Atwood’s Tavern owners Ryan (left) and Patrick Magee.Aram Boghosian for The Boston Globe

When the Magee brothers and a family friend bought the establishment that they would turn into Atwood's Tavern, they weren't even looking to acquire a business. They were in the market for a building, and came across the east Cambridge location that housed the Overdraught Pub. The bar, and the building that housed it, were both for sale, and it was a package deal.

The new owners tapped local history for rechristening purposes; "Atwood's Corner" was an old name for Inman Square. Ten years later, the restaurant, bar, and hopping little music venue that Patrick and Ryan Magee have developed (brother John and the family friend left for other pursuits after five years) is about to mark its first decade with a week of shows, beginning Monday, that will feature some of the local roots acts that have found a home there. Given the spate of music club closings that have occurred of late, it's nice to be celebrating a milestone instead of mourning a loss.
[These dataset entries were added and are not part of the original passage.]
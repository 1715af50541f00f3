//! Feed control plane: pagination state machine and record projection.

pub mod error;
pub mod pagination;
pub mod projector;

pub use error::FetchError;
pub use pagination::{FeedController, FeedSink, FeedSource, FeedState, LoadedPage, PageToken};
pub use projector::{ProjectionFilter, RecordProjector};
Music has been an important part of Atwood's since its beginning, by its owners' design. In a recent phone conversation, Patrick Magee remarked upon the importance that music has always had in his life; "music is my church," he says simply. His parents exposed him and his brothers to music early in their lives; a thorough exposure to the Boston-area roots and blues scene came through working for several years at Davis Square live music venue the Burren.
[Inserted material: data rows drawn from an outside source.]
#[async_trait]
impl Store for SqliteStore {
    async fn get_record(
        &self,
        domain: &str,
        key: &RecordKey,
    ) -> Result<Option<LocalRecord>, StoreError> {
        let raw: Option<RawRecord> = {
            let conn = self.lock()?;
            conn.query_row(
                &format!(
                    "SELECT {RECORD_COLUMNS} FROM records \
                     WHERE domain = ?1 AND kind = ?2 AND remote_id = ?3"
                ),
                rusqlite::params![domain, key.kind.as_str(), key.remote_id],
                row_to_raw,
            )
            .optional()
            .map_err(StoreError::query)?
        };

        raw.map(|r| raw_to_record(domain, r)).transpose()
    }

    async fn get_records(
        &self,
        domain: &str,
        keys: &HashSet<RecordKey>,
    ) -> Result<Vec<LocalRecord>, StoreError> {
        if keys.is_empty() {
            return Ok(Vec::new());
        }

        // Group by kind — the key is a (kind, id) pair, and SQLite has no
        // tuple IN. One query per kind present in the batch.
        let mut by_kind: std::collections::HashMap<RecordKind, Vec<&str>> =
            std::collections::HashMap::new();
        for key in keys {
            by_kind.entry(key.kind).or_default().push(&key.remote_id);
        }

        let mut raw_rows: Vec<RawRecord> = Vec::new();
        {
            let conn = self.lock()?;
            for (kind, ids) in by_kind {
                let sql = format!(
                    "SELECT {RECORD_COLUMNS} FROM records \
                     WHERE domain = ? AND kind = ? AND remote_id IN ({})",
                    placeholders(ids.len())
                );
                let mut stmt = conn.prepare(&sql).map_err(StoreError::query)?;
                let params = std::iter::once(domain)
                    .chain(std::iter::once(kind.as_str()))
                    .chain(ids.iter().copied());
                let rows = stmt
                    .query_map(rusqlite::params_from_iter(params), row_to_raw)
                    .map_err(StoreError::query)?
                    .collect::<Result<Vec<_>, _>>()
                    .map_err(StoreError::query)?;
                raw_rows.extend(rows);
            }
        }

        raw_rows
            .into_iter()
            .map(|r| raw_to_record(domain, r))
            .collect()
    }

    async fn apply_records(&self, records: &[LocalRecord]) -> Result<(), StoreError> {
        if records.is_empty() {
            return Ok(());
        }

        {
            let conn = self.lock()?;

            conn.execute("BEGIN TRANSACTION", [])
                .map_err(StoreError::query)?;

            let result = (|| {
                let mut stmt = conn
                    .prepare_cached(
                        r#"
                        INSERT INTO records (domain, kind, remote_id, payload, author_id,
                            repost_of_id, quote_of_id, subject_id, created_at, updated_at)
                        VALUES (?1, ?2, ?3, ?4, ?5, ?6, ?7, ?8, ?9, ?10)
                        ON CONFLICT(domain, kind, remote_id) DO UPDATE SET
                            payload = excluded.payload,
                            author_id = excluded.author_id,
                            repost_of_id = excluded.repost_of_id,
                            quote_of_id = excluded.quote_of_id,
                            subject_id = excluded.subject_id,
                            updated_at = excluded.updated_at
                        WHERE excluded.updated_at > records.updated_at
                        "#,
                    )
                    .map_err(StoreError::query)?;

                for record in records {
                    let payload_json = serde_json::to_string(&record.payload)?;
                    stmt.execute(rusqlite::params![
                        record.domain,
                        record.kind().as_str(),
                        record.remote_id,
                        payload_json,
                        record.author_id,
                        record.repost_of_id,
                        record.quote_of_id,
                        record.subject_id,
                        record.created_at.timestamp_millis(),
                        record.updated_at.timestamp_millis(),
                    ])
                    .map_err(StoreError::query)?;
                }

                Ok::<_, StoreError>(())
            })();

            match result {
                Ok(()) => {
                    conn.execute("COMMIT", []).map_err(StoreError::query)?;
                }
                Err(e) => {
                    let _ = conn.execute("ROLLBACK", []);
                    return Err(e);
                }
            }
        }

        self.notify_changed();
        Ok(())
    }

    async fn records_by_ids(
        &self,
        domain: &str,
        kind: RecordKind,
        ids: &[String],
    ) -> Result<Vec<LocalRecord>, StoreError> {
        if ids.is_empty() {
            return Ok(Vec::new());
        }

        let raw_rows: Vec<RawRecord> = {
            let conn = self.lock()?;
            let sql = format!(
                "SELECT {RECORD_COLUMNS} FROM records \
                 WHERE domain = ? AND kind = ? AND remote_id IN ({})",
                placeholders(ids.len())
            );
            let mut stmt = conn.prepare(&sql).map_err(StoreError::query)?;
            let params = std::iter::once(domain)
                .chain(std::iter::once(kind.as_str()))
                .chain(ids.iter().map(String::as_str));
            let rows = stmt
                .query_map(rusqlite::params_from_iter(params), row_to_raw)
                .map_err(StoreError::query)?
                .collect::<Result<Vec<_>, _>>()
                .map_err(StoreError::query)?;
            rows
        };

        raw_rows
            .into_iter()
            .map(|r| raw_to_record(domain, r))
            .collect()
    }

    async fn membership_ids(
        &self,
        domain: &str,
        account_id: &str,
        timeline: TimelineKind,
    ) -> Result<HashSet<String>, StoreError> {
        let conn = self.lock()?;
        let mut stmt = conn
            .prepare_cached(
                "SELECT status_id FROM timeline_memberships \
                 WHERE domain = ?1 AND account_id = ?2 AND timeline = ?3",
            )
            .map_err(StoreError::query)?;

        let ids = stmt
            .query_map(
                rusqlite::params![domain, account_id, timeline.as_str()],
                |row| row.get::<_, String>(0),
            )
            .map_err(StoreError::query)?
            .collect::<Result<HashSet<_>, _>>()
            .map_err(StoreError::query)?;

        Ok(ids)
    }

    async fn ensure_memberships(
        &self,
        domain: &str,
        account_id: &str,
        timeline: TimelineKind,
        status_ids: &[String],
    ) -> Result<(), StoreError> {
        if status_ids.is_empty() {
            return Ok(());
        }

        {
            let conn = self.lock()?;

            conn.execute("BEGIN TRANSACTION", [])
                .map_err(StoreError::query)?;

            let result = (|| {
                let mut stmt = conn
                    .prepare_cached(
                        "INSERT OR IGNORE INTO timeline_memberships \
                         (domain, account_id, timeline, status_id, has_more) \
                         VALUES (?1, ?2, ?3, ?4, 0)",
                    )
                    .map_err(StoreError::query)?;

                for status_id in status_ids {
                    stmt.execute(rusqlite::params![
                        domain,
                        account_id,
                        timeline.as_str(),
                        status_id,
                    ])
                    .map_err(StoreError::query)?;
                }

                Ok::<_, StoreError>(())
            })();

            match result {
                Ok(()) => {
                    conn.execute("COMMIT", []).map_err(StoreError::query)?;
                }
                Err(e) => {
                    let _ = conn.execute("ROLLBACK", []);
                    return Err(e);
                }
            }
        }

        self.notify_changed();
        Ok(())
    }

    async fn set_has_more(
        &self,
        domain: &str,
        account_id: &str,
        timeline: TimelineKind,
        status_id: &str,
        has_more: bool,
    ) -> Result<(), StoreError> {
        let updated = {
            let conn = self.lock()?;
            conn.execute(
                "UPDATE timeline_memberships SET has_more = ?1 \
                 WHERE domain = ?2 AND account_id = ?3 AND timeline = ?4 AND status_id = ?5",
                rusqlite::params![
                    has_more as i64,
                    domain,
                    account_id,
                    timeline.as_str(),
                    status_id,
                ],
            )
            .map_err(StoreError::query)?
        };

        if updated > 0 {
            self.notify_changed();
        }
        Ok(())
    }

    async fn has_more(
        &self,
        domain: &str,
        account_id: &str,
        timeline: TimelineKind,
        status_id: &str,
    ) -> Result<Option<bool>, StoreError> {
        let conn = self.lock()?;
        let flag: Option<i64> = conn
            .query_row(
                "SELECT has_more FROM timeline_memberships \
                 WHERE domain = ?1 AND account_id = ?2 AND timeline = ?3 AND status_id = ?4",
                rusqlite::params![domain, account_id, timeline.as_str(), status_id],
                |row| row.get(0),
            )
            .optional()
            .map_err(StoreError::query)?;

        Ok(flag.map(|v| v != 0))
    }

    async fn any_has_more(
        &self,
        domain: &str,
        account_id: &str,
        timeline: TimelineKind,
    ) -> Result<bool, StoreError> {
        let conn = self.lock()?;
        let count: i64 = conn
            .query_row(
                "SELECT COUNT(*) FROM timeline_memberships \
                 WHERE domain = ?1 AND account_id = ?2 AND timeline = ?3 AND has_more = 1",
                rusqlite::params![domain, account_id, timeline.as_str()],
                |row| row.get(0),
            )
            .map_err(StoreError::query)?;

        Ok(count > 0)
    }

    async fn summary(&self, domain: &str) -> Result<StoreSummary, StoreError> {
        let conn = self.lock()?;

        let total_records: u64 = conn
            .query_row(
                "SELECT COUNT(*) FROM records WHERE domain = ?1",
                [domain],
                |row| row.get::<_, i64>(0),
            )
            .map_err(StoreError::query)? as u64;

        let statuses: u64 = conn
            .query_row(
                "SELECT COUNT(*) FROM records WHERE domain = ?1 AND kind = 'status'",
                [domain],
                |row| row.get::<_, i64>(0),
            )
            .map_err(StoreError::query)? as u64;

        let users: u64 = conn
            .query_row(
                "SELECT COUNT(*) FROM records WHERE domain = ?1 AND kind = 'user'",
                [domain],
                |row| row.get::<_, i64>(0),
            )
            .map_err(StoreError::query)? as u64;

        let timeline_entries: u64 = conn
            .query_row(
                "SELECT COUNT(*) FROM timeline_memberships WHERE domain = ?1",
                [domain],
                |row| row.get::<_, i64>(0),
            )
            .map_err(StoreError::query)? as u64;

        Ok(StoreSummary {
            total_records,
            statuses,
            users,
            timeline_entries,
        })
    }

    fn subscribe_changes(&self) -> broadcast::Receiver<()> {
        self.changes.subscribe()
    }
}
It didn't take long for Atwood's to establish itself as a place where you could reliably catch much of what the local roots-music scene had to offer: Jimmy Ryan, Eric Royer, Vapours of Morphine, Andrea Gillis, Dennis Brennan, Christian McNeill, Sean Staples, Lyle Brewer, and many others have regularly performed there.

Tim Gearan (who Ryan and Patrick had typically spent their Monday nights off from their Burren jobs catching at another club) has been an almost weekly presence since the beginning. Guitar player extraordinaire Duke Levine has played there with his band for almost as long. "I think in the beginning they liked having residencies, so they didn't have tons of people playing there; they had people they liked, and appreciated, and they enjoyed having around a lot," Levine observes.
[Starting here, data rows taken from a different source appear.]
//! Create-or-merge reconciliation of remote entities into local records.
//!
//! A [`Reconciler`] is a per-batch parameter object: it carries the domain,
//! the network timestamp, and the batch-scoped caches through every step so
//! none of that state lives in globals. Writes are staged rather than
//! committed; the caller flushes them through [`Store::apply_records`] in a
//! single transaction once the whole batch has reconciled.

mod cache;

pub mod boundary;

use std::collections::HashSet;
use std::sync::Arc;

use chrono::{DateTime, Utc};
use futures_util::future::BoxFuture;
use tracing::{debug, warn};

use crate::remote::{
    RemoteEntity, RemoteList, RemoteNotification, RemotePollOption, RemoteStatus, RemoteUser,
};
use crate::store::{
    ListPayload, LocalRecord, NotificationPayload, Payload, PollOptionPayload, RecordKey,
    StatusPayload, Store, StoreError, UserPayload,
};

use cache::PersistCache;

/// Distinct nested records written while reconciling one top-level entity.
/// Repeat references to the same record within a batch are not recounted.
#[derive(Debug, Clone, Copy, Default, PartialEq, Eq)]
pub struct NestedCounts {
    pub users: u64,
    pub statuses: u64,
    pub poll_options: u64,
}

impl NestedCounts {
    pub fn total(&self) -> u64 {
        self.users + self.statuses + self.poll_options
    }
}

/// How one upsert left the record.
#[derive(Debug, Clone, Copy, PartialEq, Eq)]
enum UpsertOutcome {
    Created,
    Merged,
    /// Already written by this batch, or the store copy is newer.
    Unchanged,
}

impl UpsertOutcome {
    fn wrote(self) -> bool {
        self != Self::Unchanged
    }
}

/// Outcome of reconciling one top-level entity.
#[derive(Debug, Clone)]
pub struct PersistResult {
    /// The record as it stands after the merge (or as created).
    pub record: LocalRecord,
    /// Whether this batch first created the record.
    pub is_new_insertion: bool,
    /// Nested entities resolved along the way.
    pub nested: NestedCounts,
}

/// One reconciliation batch against one domain.
///
/// Not `Clone` and not shared: a batch is created, fed entities, drained
/// with [`take_staged`](Self::take_staged), and dropped. The network
/// timestamp is sampled by the caller when the response arrives, never taken
/// from entity-embedded timestamps.
pub struct Reconciler {
    store: Arc<dyn Store>,
    domain: String,
    network_ts: DateTime<Utc>,
    cache: PersistCache,
    staged: Vec<LocalRecord>,
    store_lookups: u64,
}

impl Reconciler {
    pub fn new(store: Arc<dyn Store>, domain: impl Into<String>, network_ts: DateTime<Utc>) -> Self {
        Self {
            store,
            domain: domain.into(),
            network_ts,
            cache: PersistCache::new(),
            staged: Vec::new(),
            store_lookups: 0,
        }
    }

    /// Pre-load every record the batch can touch with one store query.
    ///
    /// Keys that come back empty are marked known-absent so later misses
    /// stay in memory instead of hitting the store per entity.
    pub async fn prewarm(&mut self, entities: &[RemoteEntity]) -> Result<(), StoreError> {
        let keys = PersistCache::batch_keys(entities);
        if keys.is_empty() {
            return Ok(());
        }

        self.store_lookups += 1;
        let records = self.store.get_records(&self.domain, &keys).await?;
        let found: HashSet<RecordKey> = records.iter().map(LocalRecord::key).collect();

        debug!(
            domain = %self.domain,
            keys = keys.len(),
            found = found.len(),
            "Prewarmed reconcile cache"
        );

        for record in records {
            self.cache.insert(record);
        }
        for key in keys {
            if !found.contains(&key) {
                self.cache.mark_absent(key);
            }
        }

        Ok(())
    }

    /// Reconcile one entity and everything nested inside it, depth-first.
    ///
    /// Returns `Ok(None)` for a malformed entity (empty remote id); the rest
    /// of the batch continues. Store failures abort the batch.
    pub async fn reconcile(
        &mut self,
        entity: &RemoteEntity,
    ) -> Result<Option<PersistResult>, StoreError> {
        let mut nested = NestedCounts::default();

        let outcome = match entity {
            RemoteEntity::Status(status) => self.reconcile_status(status, &mut nested).await?,
            RemoteEntity::User(user) => self.reconcile_user(user).await?,
            RemoteEntity::Notification(notification) => {
                self.reconcile_notification(notification, &mut nested).await?
            }
            RemoteEntity::List(list) => self.reconcile_list(list, &mut nested).await?,
            RemoteEntity::PollOption(option) => self.reconcile_poll_option(option, None).await?,
        };

        Ok(outcome.map(|(record, outcome)| PersistResult {
            record,
            is_new_insertion: outcome == UpsertOutcome::Created,
            nested,
        }))
    }

    /// Hand the staged writes to the caller, nested-before-parent order.
    /// The reconciler performs no commit of its own.
    pub fn take_staged(&mut self) -> Vec<LocalRecord> {
        std::mem::take(&mut self.staged)
    }

    /// Number of store queries issued so far, including the prewarm.
    pub fn store_lookups(&self) -> u64 {
        self.store_lookups
    }

    fn reconcile_status<'a>(
        &'a mut self,
        status: &'a RemoteStatus,
        nested: &'a mut NestedCounts,
    ) -> BoxFuture<'a, Result<Option<(LocalRecord, UpsertOutcome)>, StoreError>> {
        Box::pin(async move {
            if status.id.is_empty() {
                warn!(domain = %self.domain, "Skipping status with empty id");
                return Ok(None);
            }

            let mut author_id = None;
            if let Some(author) = &status.author {
                if let Some((record, outcome)) = self.reconcile_user(author).await? {
                    if outcome.wrote() {
                        nested.users += 1;
                    }
                    author_id = Some(record.remote_id);
                }
            }

            let mut repost_of_id = None;
            if let Some(repost) = &status.repost_of {
                if let Some((record, outcome)) = self.reconcile_status(repost, nested).await? {
                    if outcome.wrote() {
                        nested.statuses += 1;
                    }
                    repost_of_id = Some(record.remote_id);
                }
            }

            let mut quote_of_id = None;
            if let Some(quote) = &status.quote_of {
                if let Some((record, outcome)) = self.reconcile_status(quote, nested).await? {
                    if outcome.wrote() {
                        nested.statuses += 1;
                    }
                    quote_of_id = Some(record.remote_id);
                }
            }

            let mut poll_option_ids = Vec::with_capacity(status.poll_options.len());
            for option in &status.poll_options {
                if let Some((record, outcome)) = self
                    .reconcile_poll_option(option, Some(status.id.as_str()))
                    .await?
                {
                    if outcome.wrote() {
                        nested.poll_options += 1;
                    }
                    poll_option_ids.push(record.remote_id);
                }
            }

            let payload = Payload::Status(StatusPayload {
                text: status.text.clone(),
                created_at: status.created_at,
                reply_count: status.reply_count,
                repost_count: status.repost_count,
                favorite_count: status.favorite_count,
                media: status.media.clone(),
                poll_option_ids,
            });

            self.upsert(&status.id, payload, author_id, repost_of_id, quote_of_id, None)
                .await
                .map(Some)
        })
    }

    async fn reconcile_user(
        &mut self,
        user: &RemoteUser,
    ) -> Result<Option<(LocalRecord, UpsertOutcome)>, StoreError> {
        if user.id.is_empty() {
            warn!(domain = %self.domain, "Skipping user with empty id");
            return Ok(None);
        }

        let payload = Payload::User(UserPayload {
            username: user.username.clone(),
            display_name: user.display_name.clone(),
            avatar_url: user.avatar_url.clone(),
            followers_count: user.followers_count,
            following_count: user.following_count,
            statuses_count: user.statuses_count,
        });

        self.upsert(&user.id, payload, None, None, None, None)
            .await
            .map(Some)
    }

    async fn reconcile_notification(
        &mut self,
        notification: &RemoteNotification,
        nested: &mut NestedCounts,
    ) -> Result<Option<(LocalRecord, UpsertOutcome)>, StoreError> {
        if notification.id.is_empty() {
            warn!(domain = %self.domain, "Skipping notification with empty id");
            return Ok(None);
        }

        let mut account_id = None;
        if let Some(account) = &notification.account {
            if let Some((record, outcome)) = self.reconcile_user(account).await? {
                if outcome.wrote() {
                    nested.users += 1;
                }
                account_id = Some(record.remote_id);
            }
        }

        let mut subject_id = None;
        if let Some(status) = &notification.status {
            if let Some((record, outcome)) = self.reconcile_status(status, nested).await? {
                if outcome.wrote() {
                    nested.statuses += 1;
                }
                subject_id = Some(record.remote_id);
            }
        }

        let payload = Payload::Notification(NotificationPayload {
            kind: notification.kind,
            created_at: notification.created_at,
        });

        self.upsert(&notification.id, payload, account_id, None, None, subject_id)
            .await
            .map(Some)
    }

    async fn reconcile_list(
        &mut self,
        list: &RemoteList,
        nested: &mut NestedCounts,
    ) -> Result<Option<(LocalRecord, UpsertOutcome)>, StoreError> {
        if list.id.is_empty() {
            warn!(domain = %self.domain, "Skipping list with empty id");
            return Ok(None);
        }

        let mut owner_id = None;
        if let Some(owner) = &list.owner {
            if let Some((record, outcome)) = self.reconcile_user(owner).await? {
                if outcome.wrote() {
                    nested.users += 1;
                }
                owner_id = Some(record.remote_id);
            }
        }

        let payload = Payload::List(ListPayload {
            title: list.title.clone(),
            description: list.description.clone(),
            member_count: list.member_count,
        });

        self.upsert(&list.id, payload, owner_id, None, None, None)
            .await
            .map(Some)
    }

    async fn reconcile_poll_option(
        &mut self,
        option: &RemotePollOption,
        status_id: Option<&str>,
    ) -> Result<Option<(LocalRecord, UpsertOutcome)>, StoreError> {
        if option.id.is_empty() {
            warn!(domain = %self.domain, "Skipping poll option with empty id");
            return Ok(None);
        }

        let payload = Payload::PollOption(PollOptionPayload {
            title: option.title.clone(),
            votes_count: option.votes_count,
            position: option.position,
        });

        self.upsert(
            &option.id,
            payload,
            None,
            None,
            None,
            status_id.map(str::to_string),
        )
        .await
        .map(Some)
    }

    /// Create or merge one record through the batch cache.
    ///
    /// A record already carrying this batch's timestamp (a repeated nested
    /// entity) is returned as-is without staging a second write; an existing
    /// record with a newer timestamp wins over us outright.
    async fn upsert(
        &mut self,
        remote_id: &str,
        payload: Payload,
        author_id: Option<String>,
        repost_of_id: Option<String>,
        quote_of_id: Option<String>,
        subject_id: Option<String>,
    ) -> Result<(LocalRecord, UpsertOutcome), StoreError> {
        let key = RecordKey::new(payload.kind(), remote_id);

        let existing = if let Some(record) = self.cache.get(&key) {
            Some(record.clone())
        } else if self.cache.is_known_absent(&key) {
            None
        } else {
            // Cold miss (entity outside the prewarmed set). One query, then
            // the answer stays in the cache either way.
            self.store_lookups += 1;
            let fetched = self.store.get_record(&self.domain, &key).await?;
            match &fetched {
                Some(record) => self.cache.insert(record.clone()),
                None => self.cache.mark_absent(key.clone()),
            }
            fetched
        };

        let (record, outcome) = match existing {
            Some(existing) => {
                if self.network_ts <= existing.updated_at {
                    return Ok((existing, UpsertOutcome::Unchanged));
                }
                let merged = LocalRecord {
                    domain: existing.domain,
                    remote_id: existing.remote_id,
                    payload,
                    // An absent nested entity never clears a known relation.
                    author_id: author_id.or(existing.author_id),
                    repost_of_id: repost_of_id.or(existing.repost_of_id),
                    quote_of_id: quote_of_id.or(existing.quote_of_id),
                    subject_id: subject_id.or(existing.subject_id),
                    created_at: existing.created_at,
                    updated_at: self.network_ts,
                };
                (merged, UpsertOutcome::Merged)
            }
            None => {
                let record = LocalRecord {
                    domain: self.domain.clone(),
                    remote_id: remote_id.to_string(),
                    payload,
                    author_id,
                    repost_of_id,
                    quote_of_id,
                    subject_id,
                    created_at: self.network_ts,
                    updated_at: self.network_ts,
                };
                (record, UpsertOutcome::Created)
            }
        };

        self.staged.push(record.clone());
        self.cache.insert(record.clone());
        Ok((record, outcome))
    }
}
A little less than three years ago, the Magees made another leap and started to bring in national touring acts. "As things went on, there was a desire on the part of our patrons and on our part to try to reach out and get some more touring acts in," Patrick Magee relates. To do so, they tapped Randi Millman to take over the booking; she brought the expertise and relationships she had developed during 15 years spent at music club T.T. the Bear's.

At that point, Millman was working at Johnny D's but had started to ponder the idea of booking a smaller room. "I was really intrigued; I'd never had that before," she says, reached by phone. "If I get 85 people, it's a sell-out. I should be able to do that, no problem. Now, it doesn't work every night, but it was a different kind of challenge for me."

Under Millman's tutelage, Atwood's has become a place where you can catch established acts like the Bottle Rockets, John Doe, and the Waco Brothers, and have a chance to see up-and-comers just starting to make a name for themselves (Andrew Combs, Daniel Romano, Whitney Rose, and the Cactus Blossoms are a few who have played there in just the last year).


It's already an impressive track record, and the result of a team effort, Millman says. "I feel like I'm expanding on what Patrick and Ryan created because, honestly, I walked into a really good situation. People think very highly of that room locally, and I pretty much figured, because of the way they treat the artists, that anybody who came in nationally was going to leave and love it, and that's exactly what has happened."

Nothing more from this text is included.